Second, nearly all of the alleged misconduct in this year's major enforcement actions took place prior to 2009, and as long ago as 2002, demonstrating that time alone does not heal the wounds of FCPA exposure; if a potential violation from the distant past comes to light, companies should still determine their legal risks and evaluate what remedial actions might be necessary.

Third, and perhaps most significantly, the size of the settlements and fine payments has continued to grow significantly. A mere six years ago, the largest DOJ and SEC combined settlement in history totaled only $44 million. Today, that figure would fall at the far low end of the range. It is now common for combined civil and criminal FCPA penalties to reach into the hundreds of millions of dollars.

Taken together, these trends confirm the importance of swift and strategic action when a company discovers a potential FCPA concern. The most important cases from the second half of 2013 include:

Archer Daniels Midland. Kickbacks to Ukrainian tax officials were the focus of a cluster of DOJ and SEC investigations that swept in global food processor Archer Daniels Midland (ADM). ADM voluntarily disclosed that its Ukrainian subsidiary had paid Ukrainian government officials $22 million in kickbacks in exchange for their release of more than $100 million in value-added tax rebates from 2002 to 2008. ADM simultaneously self-reported information pertaining to other wholly unrelated conduct in Venezuela, cooperated extensively with the government's investigation, and implemented "early and extensive" remedial measures that included conducting a worldwide risk assessment and corresponding global internal investigation.

On December 20, 2013, the DOJ announced that it had entered into a non-prosecution agreement (NPA) with ADM and a plea agreement for its Ukrainian subsidiary on FCPA bribery provision charges. The subsidiary's plea included fines totaling $17.8 million (below the sentencing guidelines range of $27.3 to $54.6 million). Notably, the NPA did not require ADM to retain a monitor. The SEC also entered into a $36.5 million civil settlement with ADM for failing to prevent its subsidiary's illicit payments to government officials.
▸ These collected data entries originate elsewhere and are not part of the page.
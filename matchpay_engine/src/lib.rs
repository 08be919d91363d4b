//! Matchpay Engine
//!
//! The Matchpay engine is the backend for a skill-exchange platform where users discover each other, match by
//! mutual right-swipe, chat, and settle payments for completed sessions. This library contains the core logic;
//! it is HTTP-framework agnostic and knows nothing about the payment gateway's REST surface.
//!
//! The library is divided into three main sections:
//! 1. Database management and control ([`mod@sqlite`]). You should never need to access the database directly.
//!    Instead, use the public API provided by the engine. The exception is the data types used in the database.
//!    These are defined in the [`mod@db_types`] module and are public.
//! 2. The engine public API ([`mod@mpe_api`]). This provides the public-facing functionality of the engine:
//!    swipes and matches, the payment settlement pipeline, chat, notifications and the explore feed. Specific
//!    backends need to implement the traits in the [`mod@traits`] module in order to act as a backend for the
//!    Matchpay server.
//! 3. Live plumbing: the [`mod@relay`] tracks which users hold an open event stream and pushes frames to them
//!    best-effort, and [`mod@events`] provides a simple hook system so that components can subscribe to engine
//!    events (a match created, a message sent, a payment settled) and react to them.
pub mod db_types;
pub mod events;
pub mod helpers;
mod mpe_api;
pub mod relay;
pub mod traits;

#[cfg(feature = "sqlite")]
pub mod sqlite;

#[cfg(feature = "sqlite")]
pub use sqlite::SqliteDatabase;

pub use mpe_api::{
    chat_api::ChatApi,
    explore_api::ExploreApi,
    matchmaking_api::MatchmakingApi,
    notifications_api::NotificationsApi,
    settlement_api::SettlementApi,
    settlement_objects,
};
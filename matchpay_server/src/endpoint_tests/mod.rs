mod auth;
mod helpers;
mod mocks;
mod payments;
mod social;
mod webhook;

mod misc {
    use actix_web::{body::MessageBody, test, test::TestRequest, App};

    use crate::routes::health;

    #[actix_web::test]
    async fn health_endpoint() {
        let app = test::init_service(App::new().service(health)).await;
        let req = TestRequest::get().uri("/health").to_request();
        let (_req, res) = test::call_service(&app, req).await.into_parts();
        let status = res.status();
        let body = res.into_body().try_into_bytes().unwrap();
        assert!(status.is_success());
        assert_eq!(body, "👍️\n");
    }
}
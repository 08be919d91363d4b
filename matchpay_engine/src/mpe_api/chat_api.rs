use std::fmt::Debug;

use log::*;
use serde_json::json;

use crate::{
    db_types::{Message, NewMessage, NewNotification, NotificationKind, UserId},
    events::{EventProducers, MessageSentEvent},
    traits::{ChatApiError, MatchmakingDatabase, MessageManagement, NotificationManagement},
};

/// `ChatApi` handles messaging between matched users.
pub struct ChatApi<B> {
    db: B,
    producers: EventProducers,
}

impl<B> Debug for ChatApi<B> {
    fn fmt(&self, f: &mut std::fmt::Formatter<'_>) -> std::fmt::Result {
        write!(f, "ChatApi")
    }
}

impl<B> ChatApi<B> {
    pub fn new(db: B, producers: EventProducers) -> Self {
        Self { db, producers }
    }
}

impl<B> ChatApi<B>
where B: MessageManagement + MatchmakingDatabase + NotificationManagement
{
    /// Sends a message from `sender` to `receiver`.
    ///
    /// Messages only flow between matched users, so the pair's match is looked up first and its id stamped on
    /// the stored message. The receiver gets an inbox entry; live delivery is the caller's hook to wire up.
    pub async fn send_message(&self, sender: &UserId, receiver: &UserId, body: &str) -> Result<Message, ChatApiError> {
        let body = body.trim();
        if body.is_empty() {
            return Err(ChatApiError::EmptyMessage);
        }
        let m = self
            .db
            .match_for_pair(sender, receiver)
            .await?
            .ok_or_else(|| ChatApiError::NotMatched(sender.clone(), receiver.clone()))?;
        let new_message = NewMessage {
            sender_id: sender.clone(),
            receiver_id: receiver.clone(),
            body: body.to_string(),
            match_id: Some(m.id),
        };
        let message = self.db.save_message(new_message).await?;
        debug!("🔄️💬️ Message {} sent from {sender} to {receiver}", message.id);
        self.record_message_notification(&message).await;
        self.call_message_sent_hook(&message).await;
        Ok(message)
    }

    /// Every message between the two users, oldest first.
    pub async fn history(&self, a: &UserId, b: &UserId) -> Result<Vec<Message>, ChatApiError> {
        self.db.chat_history(a, b).await
    }

    async fn record_message_notification(&self, message: &Message) {
        let notification = NewNotification::new(message.receiver_id.clone(), NotificationKind::Message)
            .from_sender(message.sender_id.clone())
            .with_body(format!("New message from {}", message.sender_id))
            .with_meta(json!({ "message_id": message.id }));
        if let Err(e) = self.db.insert_notification(notification).await {
            error!("📬️ Could not record message notification for {}: {e}", message.receiver_id);
        }
    }

    async fn call_message_sent_hook(&self, message: &Message) {
        for emitter in &self.producers.message_sent_producer {
            debug!("🔄️💬️ Notifying message sent hook subscribers");
            let event = MessageSentEvent::new(message.clone());
            emitter.publish_event(event).await;
        }
    }
}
These favorable settlement terms—nonprosecution rather than deferred prosecution for the parent company, a lack of ongoing monitoring, and a below-guidelines fine—can be credited to ADM's timely disclosure and significant cooperation with government investigators. By going beyond simply reporting on its subsidiary's conduct in Ukraine and voluntarily disclosing information pertaining to its Venezuela operation, ADM demonstrated both the comprehensiveness of its internal review and its willingness to candidly disclose wrongdoing to the government. The DOJ's press release on this resolution acknowledged ADM's "timely, voluntary, and thorough" disclosures. Still, however, it must be noted that ADM's $53 million total fine is hardly a slap on the wrist, reinforcing yet again that companies must carefully weigh the benefits and risks of selfreporting violations.

Bilfinger SE. On December 9, 2013, the DOJ announced—without participation by the SEC— that it had reached a Deferred Prosecution Agreement (DPA) with Bilfinger SE, a German engineering and services company, regarding violations of the FCPA's anti-bribery provisions. From 2003 to 2005, Bilfinger is alleged to have bribed Nigerian officials in connection with the development of a utilities joint venture, Eastern Gas Gatherings System (EGGS). The alleged bribes totaled more than $6 million in cash payments to officials from Bilfinger's Nigerian subsidiary. The three-year DPA included fines totaling $32.3 million (from a Sentencing Guidelines' range of $28 to $56 million), and the installation of an independent corporate compliance monitor for at least 18 months. Unlike several other FCPA settlements this year, the criminal fine imposed here was not below the Sentencing Guideline's range. One likely reason is that Bilfinger, unlike many other companies that settled with the government this year, did not self-report its violations. Instead, Bilfinger's prosecution arose out of an earlier voluntary disclosure by its joint venture partner, Willbros, in which Bilfinger did not participate. Had Bilfinger not cooperated with the government in the wake of Willbros's disclosure, its penalties may have been worse. The DPA itself stated that a fine toward the lower end of the guidelines range was appropriate given the company's "cooperation and remediation in this matter."

Also of note is the fact that the alleged bribery conduct and conspiracy in question dated back to 2006, and Bilfinger's joint venture partner had resolved its cases, which included individual prosecution of four of its executives, with the government in 2008—showing that FCPA concerns may linger for years before they come to a head.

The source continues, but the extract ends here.